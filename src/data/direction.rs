//! Compass-point codec for the wind product's cardinal direction column.

use std::fmt;
use std::str::FromStr;

/// Code used for an empty or unrecognized direction token.
pub const UNKNOWN_DIRECTION: i32 = -1;

#[derive(Clone, Copy, Debug, PartialEq, Eq)]
pub enum CompassPoint {
    North,
    NorthNorthEast,
    NorthEast,
    EastNorthEast,
    East,
    EastSouthEast,
    SouthEast,
    SouthSouthEast,
    South,
    SouthSouthWest,
    SouthWest,
    WestSouthWest,
    West,
    WestNorthWest,
    NorthWest,
    NorthNorthWest,
}

impl CompassPoint {
    pub const ALL: [CompassPoint; 16] = [
        CompassPoint::North,
        CompassPoint::NorthNorthEast,
        CompassPoint::NorthEast,
        CompassPoint::EastNorthEast,
        CompassPoint::East,
        CompassPoint::EastSouthEast,
        CompassPoint::SouthEast,
        CompassPoint::SouthSouthEast,
        CompassPoint::South,
        CompassPoint::SouthSouthWest,
        CompassPoint::SouthWest,
        CompassPoint::WestSouthWest,
        CompassPoint::West,
        CompassPoint::WestNorthWest,
        CompassPoint::NorthWest,
        CompassPoint::NorthNorthWest,
    ];

    /// Clockwise index starting from north (0..=15).
    pub fn code(self) -> i32 {
        self as i32
    }

    pub fn abbreviation(self) -> &'static str {
        match self {
            CompassPoint::North => "N",
            CompassPoint::NorthNorthEast => "NNE",
            CompassPoint::NorthEast => "NE",
            CompassPoint::EastNorthEast => "ENE",
            CompassPoint::East => "E",
            CompassPoint::EastSouthEast => "ESE",
            CompassPoint::SouthEast => "SE",
            CompassPoint::SouthSouthEast => "SSE",
            CompassPoint::South => "S",
            CompassPoint::SouthSouthWest => "SSW",
            CompassPoint::SouthWest => "SW",
            CompassPoint::WestSouthWest => "WSW",
            CompassPoint::West => "W",
            CompassPoint::WestNorthWest => "WNW",
            CompassPoint::NorthWest => "NW",
            CompassPoint::NorthNorthWest => "NNW",
        }
    }
}

impl fmt::Display for CompassPoint {
    fn fmt(&self, f: &mut fmt::Formatter<'_>) -> fmt::Result {
        f.write_str(self.abbreviation())
    }
}

#[derive(Debug, Clone, PartialEq, Eq)]
pub struct UnknownCompassPoint(pub String);

impl FromStr for CompassPoint {
    type Err = UnknownCompassPoint;

    fn from_str(s: &str) -> Result<Self, Self::Err> {
        CompassPoint::ALL
            .into_iter()
            .find(|p| p.abbreviation() == s)
            .ok_or_else(|| UnknownCompassPoint(s.to_string()))
    }
}

/// Encode a direction token as its compass code.
///
/// Empty and unrecognized tokens map to `UNKNOWN_DIRECTION` instead of failing.
pub fn encode(token: &str) -> i32 {
    let token = token.trim();
    if token.is_empty() {
        return UNKNOWN_DIRECTION;
    }
    match token.parse::<CompassPoint>() {
        Ok(point) => point.code(),
        Err(UnknownCompassPoint(raw)) => {
            tracing::debug!(token = %raw, "unrecognized direction token");
            UNKNOWN_DIRECTION
        }
    }
}
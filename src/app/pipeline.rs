//! The three workflows behind the CLI subcommands.
//!
//! - collect: walk date windows -> sanitize -> write artifact
//! - fit: read train + eval artifacts -> OLS -> R²
//! - export: read artifact -> CSV

use std::path::PathBuf;

use chrono::{NaiveDate, Utc};

use crate::cli::{CollectArgs, ExportArgs, FitArgs};
use crate::data::{CoopsClient, collect};
use crate::domain::{DATE_FORMAT, StationConfig};
use crate::error::AppError;
use crate::io::{artifact_path, read_dataset, write_dataset, write_dataset_csv};
use crate::models::LinearModel;

/// Collect from the requested start date through today (UTC) and write the artifact.
///
/// Nothing is written unless the whole walk succeeds.
pub fn run_collect(args: &CollectArgs) -> Result<PathBuf, AppError> {
    let start = parse_start_date(&args.start_date)?;
    let today = Utc::now().date_naive();
    let station = StationConfig::from(args.station.clone());
    tracing::debug!(?station, %start, %today, "starting collection");

    let client = CoopsClient::new();
    let data = collect(&client, &station, start, today)?;

    tracing::info!("All done! Saving {} rows...", data.nrows());
    let path = artifact_path(&args.out_dir, &args.start_date);
    write_dataset(&path, &data)?;
    Ok(path)
}

/// Fit on the training artifact and return R² on the evaluation artifact.
pub fn run_fit(args: &FitArgs) -> Result<f64, AppError> {
    let train = read_dataset(&args.train)?;
    let eval = read_dataset(&args.eval)?;
    tracing::debug!(
        train_rows = train.nrows(),
        eval_rows = eval.nrows(),
        columns = train.ncols(),
        "loaded datasets"
    );

    let model = LinearModel::fit(&train)?;
    tracing::debug!(intercept = model.intercept, coefficients = ?model.coefficients, "fitted model");

    Ok(model.score(&eval)?)
}

/// Export an artifact to CSV; returns the number of rows written.
pub fn run_export(args: &ExportArgs) -> Result<usize, AppError> {
    let data = read_dataset(&args.artifact)?;
    write_dataset_csv(&args.out, &data)?;
    Ok(data.nrows())
}

fn parse_start_date(raw: &str) -> Result<NaiveDate, AppError> {
    NaiveDate::parse_from_str(raw, DATE_FORMAT)
        .map_err(|e| AppError::new(2, format!("Invalid start date '{raw}' (expected YYYYMMDD): {e}")))
}
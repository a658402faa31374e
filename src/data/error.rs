use chrono::NaiveDate;
use thiserror::Error;

use crate::domain::Product;

/// Fatal failures during acquisition.
///
/// Benign outcomes (the service has no data, a window's products do not line
/// up) are not errors; they surface as `FetchOutcome::NoData` and
/// `Assembled::Skipped` instead.
#[derive(Error, Debug)]
pub enum AcquireError {
    #[error("CO-OPS request for {product} failed: {source}")]
    Http {
        product: Product,
        #[source]
        source: reqwest::Error,
    },

    #[error("CO-OPS request for {product} failed with status {status}")]
    Status {
        product: Product,
        status: reqwest::StatusCode,
    },

    #[error("malformed {product} CSV: {source}")]
    Csv {
        product: Product,
        #[source]
        source: csv::Error,
    },

    #[error("invalid timestamp '{raw}' in {product} response: {source}")]
    Timestamp {
        product: Product,
        raw: String,
        #[source]
        source: chrono::ParseError,
    },

    #[error("start date {start} is after today ({today})")]
    StartInFuture { start: NaiveDate, today: NaiveDate },
}
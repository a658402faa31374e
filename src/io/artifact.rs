//! Binary dataset artifacts.
//!
//! An artifact is a bincode-encoded [`Dataset`]: column count plus row-major
//! values. There is no header describing the columns; readers rely on the fixed
//! column order in `domain::COLUMN_NAMES`.

use std::fs::File;
use std::io::BufReader;
use std::path::{Path, PathBuf};

use thiserror::Error;

use crate::domain::Dataset;

/// File extension used for dataset artifacts.
pub const ARTIFACT_EXTENSION: &str = "pkl";

#[derive(Error, Debug)]
pub enum ArtifactError {
    #[error("failed to open '{path}': {source}")]
    Open {
        path: PathBuf,
        #[source]
        source: std::io::Error,
    },

    #[error("failed to create '{path}': {source}")]
    Create {
        path: PathBuf,
        #[source]
        source: std::io::Error,
    },

    #[error("failed to encode dataset into '{path}': {source}")]
    Encode {
        path: PathBuf,
        #[source]
        source: bincode::Error,
    },

    #[error("'{path}' is not a dataset artifact: {source}")]
    Decode {
        path: PathBuf,
        #[source]
        source: bincode::Error,
    },

    #[error("'{path}' holds {len} values, which is not a whole number of {ncols}-column rows")]
    Ragged {
        path: PathBuf,
        ncols: usize,
        len: usize,
    },
}

/// Artifact path for a collection run started at `start_date` (YYYYMMDD).
pub fn artifact_path(dir: &Path, start_date: &str) -> PathBuf {
    dir.join(format!("{start_date}.{ARTIFACT_EXTENSION}"))
}

pub fn write_dataset(path: &Path, data: &Dataset) -> Result<(), ArtifactError> {
    let bytes = bincode::serialize(data).map_err(|source| ArtifactError::Encode {
        path: path.to_path_buf(),
        source,
    })?;
    std::fs::write(path, bytes).map_err(|source| ArtifactError::Create {
        path: path.to_path_buf(),
        source,
    })
}

pub fn read_dataset(path: &Path) -> Result<Dataset, ArtifactError> {
    let file = File::open(path).map_err(|source| ArtifactError::Open {
        path: path.to_path_buf(),
        source,
    })?;
    let raw: RawDataset =
        bincode::deserialize_from(BufReader::new(file)).map_err(|source| ArtifactError::Decode {
            path: path.to_path_buf(),
            source,
        })?;

    let (ncols, len) = (raw.ncols, raw.values.len());
    Dataset::from_row_major(raw.ncols, raw.values).ok_or_else(|| ArtifactError::Ragged {
        path: path.to_path_buf(),
        ncols,
        len,
    })
}

/// Same layout as `Dataset`, decoded without its invariants so they can be checked.
#[derive(serde::Deserialize)]
struct RawDataset {
    ncols: usize,
    values: Vec<f64>,
}

#[cfg(test)]
mod tests {
    use super::*;

    #[test]
    fn artifact_path_uses_start_date_stem() {
        let p = artifact_path(Path::new("out"), "20120101");
        assert_eq!(p, Path::new("out").join("20120101.pkl"));
    }

    #[test]
    fn written_dataset_reads_back() {
        let dir = tempfile::tempdir().unwrap();
        let path = dir.path().join("20120101.pkl");
        let data = Dataset::from_row_major(2, vec![1.0, 2.5, -3.0, 4.0]).unwrap();

        write_dataset(&path, &data).unwrap();
        assert_eq!(read_dataset(&path).unwrap(), data);
    }

    #[test]
    fn missing_file_is_an_open_error() {
        let dir = tempfile::tempdir().unwrap();
        let err = read_dataset(&dir.path().join("nope.pkl")).unwrap_err();
        assert!(matches!(err, ArtifactError::Open { .. }));
    }

    #[test]
    fn garbage_is_rejected() {
        let dir = tempfile::tempdir().unwrap();
        let path = dir.path().join("junk.pkl");
        std::fs::write(&path, b"abc").unwrap();
        assert!(read_dataset(&path).is_err());
    }
}
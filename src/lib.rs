//! `tidefit` library crate.
//!
//! The binary (`tidefit`) is a thin wrapper around this library so that:
//!
//! - the acquisition pipeline is testable without network access
//! - the collector and the regression fitter share one dataset format

pub mod app;
pub mod cli;
pub mod data;
pub mod domain;
pub mod error;
pub mod io;
pub mod math;
pub mod models;
//! Business rules
//!
//! A [`Rule`] looks at a snapshot of an object's property values and reports
//! zero or more [`Violation`]s. Rules are registered in a [`RuleManager`]
//! that assigns each a stable [`RuleIndex`]; the index tags every message the
//! rule produces so a later run replaces exactly its own messages.
//!
//! Rule sets are shared between instances of a type. The per-instance run
//! state (fences, busy counters, messages) lives on the object.

pub mod builtin;
pub mod manager;

pub use builtin::{AsyncFnRule, FnRule, PatternRule, RangeRule, RequiredRule, StringLengthRule};
pub use manager::RuleManager;

use std::collections::HashMap;
use std::fmt;
use std::sync::Arc;

use async_trait::async_trait;
use indexmap::IndexMap;
use parking_lot::RwLock;
use serde::{Deserialize, Serialize};

use crate::id::ObjectId;
use crate::schema::ObjectSchema;
use crate::value::{FromValue, Value};

/// Stable position of a rule within its manager
#[derive(Debug, Clone, Copy, PartialEq, Eq, Hash, PartialOrd, Ord, Serialize, Deserialize)]
#[serde(transparent)]
pub struct RuleIndex(pub u32);

impl fmt::Display for RuleIndex {
    fn fmt(&self, f: &mut fmt::Formatter<'_>) -> fmt::Result {
        write!(f, "#{}", self.0)
    }
}

/// One broken-rule finding
#[derive(Debug, Clone, PartialEq, Eq)]
pub struct Violation {
    /// Property the message belongs to; `None` for object-level findings
    pub property: Option<String>,
    pub message: String,
}

impl Violation {
    pub fn property(property: impl Into<String>, message: impl Into<String>) -> Self {
        Self {
            property: Some(property.into()),
            message: message.into(),
        }
    }

    pub fn object(message: impl Into<String>) -> Self {
        Self {
            property: None,
            message: message.into(),
        }
    }
}

/// Property values captured when a rule run starts
#[derive(Debug, Clone)]
pub struct RuleContext {
    pub target: ObjectId,
    pub values: IndexMap<String, Value>,
}

impl RuleContext {
    pub fn new(target: ObjectId, values: IndexMap<String, Value>) -> Self {
        Self { target, values }
    }

    /// Value of a property; `Null` when the property does not exist
    pub fn value(&self, name: &str) -> &Value {
        static NULL: Value = Value::Null;
        self.values.get(name).unwrap_or(&NULL)
    }

    /// Typed value; `None` when absent or of another kind
    pub fn get<T: FromValue>(&self, name: &str) -> Option<T> {
        self.values.get(name).and_then(T::from_value)
    }

    /// Text value, empty when absent or not text
    pub fn text(&self, name: &str) -> &str {
        self.value(name).as_str().unwrap_or("")
    }
}

/// A business rule
#[async_trait]
pub trait Rule: Send + Sync {
    /// Name used in logs
    fn name(&self) -> &str;

    /// Properties whose change should re-run this rule. An empty slice
    /// makes the rule object-level: it only runs on full rule runs.
    fn trigger_properties(&self) -> &[String];

    /// Evaluate against a value snapshot
    async fn execute(&self, context: &RuleContext) -> Vec<Violation>;
}

/// Builds the rule set for a schema
pub trait RuleSupplier: Send + Sync {
    fn create_rule_manager(&self, schema: &ObjectSchema) -> RuleManager;
}

/// In-memory [`RuleSupplier`] keyed by type name
#[derive(Default)]
pub struct RuleRegistry {
    managers: RwLock<HashMap<String, RuleManager>>,
}

impl RuleRegistry {
    pub fn new() -> Self {
        Self::default()
    }

    /// Register the rule set shared by every instance of `type_name`
    pub fn register(&self, type_name: impl Into<String>, rules: RuleManager) {
        self.managers.write().insert(type_name.into(), rules);
    }

    pub fn contains(&self, type_name: &str) -> bool {
        self.managers.read().contains_key(type_name)
    }
}

impl RuleSupplier for RuleRegistry {
    /// Unknown types get an empty rule set
    fn create_rule_manager(&self, schema: &ObjectSchema) -> RuleManager {
        self.managers
            .read()
            .get(&schema.type_name)
            .cloned()
            .unwrap_or_default()
    }
}

/// Shared handle to a rule
pub type SharedRule = Arc<dyn Rule>;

ABOUT THIS EXERCISE:
Check every line above for the string "managers", and copy the ones that have it.

SOLUTION:
    managers: RwLock<HashMap<String, RuleManager>>,
        self.managers.write().insert(type_name.into(), rules);
        self.managers.read().contains_key(type_name)
        self.managers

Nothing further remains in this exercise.